YOUR ASSIGNMENT: Copy out, unchanged, every line from the start of the records to the line that contains "pub fn view_matrix(&self)", and stop there.

▬▬▬

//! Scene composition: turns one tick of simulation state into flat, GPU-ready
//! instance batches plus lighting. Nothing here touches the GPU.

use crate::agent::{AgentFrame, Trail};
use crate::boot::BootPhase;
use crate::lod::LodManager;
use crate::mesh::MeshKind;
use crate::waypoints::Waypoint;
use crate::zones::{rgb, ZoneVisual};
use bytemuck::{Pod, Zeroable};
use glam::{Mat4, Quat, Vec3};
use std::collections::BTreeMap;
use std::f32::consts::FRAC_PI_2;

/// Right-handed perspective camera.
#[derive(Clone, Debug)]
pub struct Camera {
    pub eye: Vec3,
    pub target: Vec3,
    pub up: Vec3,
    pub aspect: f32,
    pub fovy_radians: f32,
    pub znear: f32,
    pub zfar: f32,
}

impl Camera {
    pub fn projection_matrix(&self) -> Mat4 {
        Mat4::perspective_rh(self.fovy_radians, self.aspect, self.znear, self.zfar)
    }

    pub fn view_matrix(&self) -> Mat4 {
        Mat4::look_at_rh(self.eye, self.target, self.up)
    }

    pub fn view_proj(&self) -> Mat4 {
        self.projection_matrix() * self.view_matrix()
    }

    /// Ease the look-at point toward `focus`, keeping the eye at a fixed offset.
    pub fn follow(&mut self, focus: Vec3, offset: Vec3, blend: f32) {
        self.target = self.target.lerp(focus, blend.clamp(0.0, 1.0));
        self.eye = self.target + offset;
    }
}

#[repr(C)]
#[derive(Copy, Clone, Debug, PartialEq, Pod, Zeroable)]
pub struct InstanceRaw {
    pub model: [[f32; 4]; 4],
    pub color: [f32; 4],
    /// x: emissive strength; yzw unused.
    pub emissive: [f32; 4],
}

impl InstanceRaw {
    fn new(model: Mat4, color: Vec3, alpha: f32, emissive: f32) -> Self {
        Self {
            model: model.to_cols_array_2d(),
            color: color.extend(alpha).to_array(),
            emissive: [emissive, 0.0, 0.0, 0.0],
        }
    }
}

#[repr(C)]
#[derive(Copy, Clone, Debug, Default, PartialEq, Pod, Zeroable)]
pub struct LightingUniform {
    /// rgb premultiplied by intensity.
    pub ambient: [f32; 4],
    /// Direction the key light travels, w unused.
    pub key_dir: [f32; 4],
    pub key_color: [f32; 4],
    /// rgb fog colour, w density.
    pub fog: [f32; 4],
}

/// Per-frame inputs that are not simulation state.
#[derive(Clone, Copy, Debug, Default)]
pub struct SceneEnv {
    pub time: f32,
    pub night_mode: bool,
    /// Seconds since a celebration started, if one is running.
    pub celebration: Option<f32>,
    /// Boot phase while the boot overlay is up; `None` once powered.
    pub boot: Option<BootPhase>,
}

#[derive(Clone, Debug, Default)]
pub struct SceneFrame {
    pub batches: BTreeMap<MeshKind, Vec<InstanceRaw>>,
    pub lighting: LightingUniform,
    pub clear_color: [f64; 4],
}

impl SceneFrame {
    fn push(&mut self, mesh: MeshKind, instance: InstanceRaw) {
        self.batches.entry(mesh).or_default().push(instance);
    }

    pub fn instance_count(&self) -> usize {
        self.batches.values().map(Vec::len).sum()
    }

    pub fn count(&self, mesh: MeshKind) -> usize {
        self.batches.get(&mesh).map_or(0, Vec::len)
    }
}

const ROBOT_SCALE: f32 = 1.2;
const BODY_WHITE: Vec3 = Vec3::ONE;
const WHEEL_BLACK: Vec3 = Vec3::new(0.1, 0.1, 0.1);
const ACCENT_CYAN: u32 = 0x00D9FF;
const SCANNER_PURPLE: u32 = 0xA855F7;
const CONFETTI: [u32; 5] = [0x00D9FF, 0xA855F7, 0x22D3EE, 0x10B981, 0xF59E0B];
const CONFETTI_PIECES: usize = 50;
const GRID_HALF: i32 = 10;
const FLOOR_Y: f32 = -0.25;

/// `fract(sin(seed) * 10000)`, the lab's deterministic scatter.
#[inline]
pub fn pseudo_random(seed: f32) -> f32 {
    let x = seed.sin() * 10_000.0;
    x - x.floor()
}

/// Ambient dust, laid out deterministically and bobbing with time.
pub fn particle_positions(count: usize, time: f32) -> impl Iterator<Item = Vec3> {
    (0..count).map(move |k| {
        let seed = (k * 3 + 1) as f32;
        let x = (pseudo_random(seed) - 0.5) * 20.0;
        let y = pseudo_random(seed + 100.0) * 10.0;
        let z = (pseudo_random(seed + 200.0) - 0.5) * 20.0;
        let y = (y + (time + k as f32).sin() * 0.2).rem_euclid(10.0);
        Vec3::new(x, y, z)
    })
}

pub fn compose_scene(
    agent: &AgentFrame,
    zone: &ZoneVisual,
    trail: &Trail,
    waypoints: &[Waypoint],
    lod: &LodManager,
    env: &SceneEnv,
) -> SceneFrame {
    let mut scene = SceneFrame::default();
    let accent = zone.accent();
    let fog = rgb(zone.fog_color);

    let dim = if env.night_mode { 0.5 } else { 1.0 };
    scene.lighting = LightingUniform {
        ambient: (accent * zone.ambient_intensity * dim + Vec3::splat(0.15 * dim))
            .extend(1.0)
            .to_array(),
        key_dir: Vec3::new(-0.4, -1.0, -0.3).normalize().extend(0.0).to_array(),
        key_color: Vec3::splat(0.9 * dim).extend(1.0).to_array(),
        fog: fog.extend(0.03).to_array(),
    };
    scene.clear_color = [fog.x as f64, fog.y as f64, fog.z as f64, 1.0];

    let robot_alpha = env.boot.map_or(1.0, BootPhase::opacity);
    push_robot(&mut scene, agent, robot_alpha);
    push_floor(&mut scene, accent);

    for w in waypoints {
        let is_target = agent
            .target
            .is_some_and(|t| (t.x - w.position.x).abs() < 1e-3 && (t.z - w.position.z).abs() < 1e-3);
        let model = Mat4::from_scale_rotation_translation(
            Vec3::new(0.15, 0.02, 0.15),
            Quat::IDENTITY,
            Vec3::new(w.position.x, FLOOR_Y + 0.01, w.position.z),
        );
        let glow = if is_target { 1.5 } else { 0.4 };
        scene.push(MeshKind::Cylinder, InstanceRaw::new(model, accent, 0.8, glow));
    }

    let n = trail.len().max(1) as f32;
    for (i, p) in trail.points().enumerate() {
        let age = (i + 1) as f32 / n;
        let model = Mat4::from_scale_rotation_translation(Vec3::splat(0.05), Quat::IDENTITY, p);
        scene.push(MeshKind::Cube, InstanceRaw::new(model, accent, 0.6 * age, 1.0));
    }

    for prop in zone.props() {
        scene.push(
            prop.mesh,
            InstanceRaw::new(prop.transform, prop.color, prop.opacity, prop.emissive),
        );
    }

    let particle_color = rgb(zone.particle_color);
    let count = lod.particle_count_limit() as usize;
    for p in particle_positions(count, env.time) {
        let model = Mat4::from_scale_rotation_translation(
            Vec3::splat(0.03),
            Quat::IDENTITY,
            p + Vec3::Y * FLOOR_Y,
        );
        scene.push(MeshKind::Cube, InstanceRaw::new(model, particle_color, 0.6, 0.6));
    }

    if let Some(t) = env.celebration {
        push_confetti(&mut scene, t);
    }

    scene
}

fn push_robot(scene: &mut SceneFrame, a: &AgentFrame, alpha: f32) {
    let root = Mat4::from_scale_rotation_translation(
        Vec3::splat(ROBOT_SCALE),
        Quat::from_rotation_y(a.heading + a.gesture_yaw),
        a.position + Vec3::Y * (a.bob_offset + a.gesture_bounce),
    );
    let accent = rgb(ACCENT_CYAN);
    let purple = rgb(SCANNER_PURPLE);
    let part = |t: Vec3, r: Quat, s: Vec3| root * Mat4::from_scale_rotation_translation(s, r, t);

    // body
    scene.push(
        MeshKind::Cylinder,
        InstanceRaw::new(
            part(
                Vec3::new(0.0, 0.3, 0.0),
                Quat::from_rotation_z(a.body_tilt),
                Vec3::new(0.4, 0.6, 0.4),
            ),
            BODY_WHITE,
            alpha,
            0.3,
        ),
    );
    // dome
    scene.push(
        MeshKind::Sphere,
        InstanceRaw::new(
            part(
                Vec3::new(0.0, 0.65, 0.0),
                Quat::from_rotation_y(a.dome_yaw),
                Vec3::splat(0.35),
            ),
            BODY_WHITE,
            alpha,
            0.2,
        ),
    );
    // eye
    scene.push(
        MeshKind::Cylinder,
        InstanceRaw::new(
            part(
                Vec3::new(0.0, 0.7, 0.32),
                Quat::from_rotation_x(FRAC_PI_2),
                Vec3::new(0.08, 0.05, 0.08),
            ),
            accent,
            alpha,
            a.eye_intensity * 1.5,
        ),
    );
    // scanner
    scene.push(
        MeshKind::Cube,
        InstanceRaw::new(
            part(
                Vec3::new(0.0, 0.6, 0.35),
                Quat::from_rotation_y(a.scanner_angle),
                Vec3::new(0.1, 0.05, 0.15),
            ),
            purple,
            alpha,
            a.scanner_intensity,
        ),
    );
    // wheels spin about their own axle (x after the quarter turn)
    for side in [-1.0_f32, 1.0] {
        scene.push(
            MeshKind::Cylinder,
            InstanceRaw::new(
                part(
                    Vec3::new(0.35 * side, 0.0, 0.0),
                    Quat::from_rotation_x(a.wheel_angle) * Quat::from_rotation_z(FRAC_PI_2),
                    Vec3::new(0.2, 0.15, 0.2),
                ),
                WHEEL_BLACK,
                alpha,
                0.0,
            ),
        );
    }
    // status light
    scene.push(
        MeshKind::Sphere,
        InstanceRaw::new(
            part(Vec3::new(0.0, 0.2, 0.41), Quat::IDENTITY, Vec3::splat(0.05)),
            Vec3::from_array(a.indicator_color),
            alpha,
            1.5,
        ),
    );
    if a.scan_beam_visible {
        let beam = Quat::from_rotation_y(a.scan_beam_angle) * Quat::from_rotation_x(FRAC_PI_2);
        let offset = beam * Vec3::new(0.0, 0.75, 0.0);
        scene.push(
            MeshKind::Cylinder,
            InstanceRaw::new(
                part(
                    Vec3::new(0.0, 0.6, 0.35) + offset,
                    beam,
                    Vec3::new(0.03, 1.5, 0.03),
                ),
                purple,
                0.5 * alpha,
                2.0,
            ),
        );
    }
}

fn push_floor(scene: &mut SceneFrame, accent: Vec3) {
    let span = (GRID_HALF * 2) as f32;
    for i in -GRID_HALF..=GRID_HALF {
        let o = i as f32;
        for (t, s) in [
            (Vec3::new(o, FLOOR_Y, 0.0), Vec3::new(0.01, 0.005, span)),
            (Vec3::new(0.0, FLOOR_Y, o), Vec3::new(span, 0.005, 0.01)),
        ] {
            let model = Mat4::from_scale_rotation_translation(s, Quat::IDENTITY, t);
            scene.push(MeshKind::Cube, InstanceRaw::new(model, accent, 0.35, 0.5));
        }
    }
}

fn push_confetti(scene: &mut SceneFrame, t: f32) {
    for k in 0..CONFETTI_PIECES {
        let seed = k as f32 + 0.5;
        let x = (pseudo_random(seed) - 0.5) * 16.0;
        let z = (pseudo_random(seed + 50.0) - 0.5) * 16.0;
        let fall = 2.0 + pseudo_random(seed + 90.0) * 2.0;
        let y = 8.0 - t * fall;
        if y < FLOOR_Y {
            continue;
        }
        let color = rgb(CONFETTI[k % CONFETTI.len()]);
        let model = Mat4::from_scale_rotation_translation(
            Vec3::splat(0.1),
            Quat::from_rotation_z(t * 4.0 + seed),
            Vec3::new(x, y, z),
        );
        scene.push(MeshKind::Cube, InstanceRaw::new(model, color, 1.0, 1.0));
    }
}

▬▬▬

TASK RESULT:
//! Scene composition: turns one tick of simulation state into flat, GPU-ready
//! instance batches plus lighting. Nothing here touches the GPU.

use crate::agent::{AgentFrame, Trail};
use crate::boot::BootPhase;
use crate::lod::LodManager;
use crate::mesh::MeshKind;
use crate::waypoints::Waypoint;
use crate::zones::{rgb, ZoneVisual};
use bytemuck::{Pod, Zeroable};
use glam::{Mat4, Quat, Vec3};
use std::collections::BTreeMap;
use std::f32::consts::FRAC_PI_2;

/// Right-handed perspective camera.
#[derive(Clone, Debug)]
pub struct Camera {
    pub eye: Vec3,
    pub target: Vec3,
    pub up: Vec3,
    pub aspect: f32,
    pub fovy_radians: f32,
    pub znear: f32,
    pub zfar: f32,
}

impl Camera {
    pub fn projection_matrix(&self) -> Mat4 {
        Mat4::perspective_rh(self.fovy_radians, self.aspect, self.znear, self.zfar)
    }

    pub fn view_matrix(&self) -> Mat4 {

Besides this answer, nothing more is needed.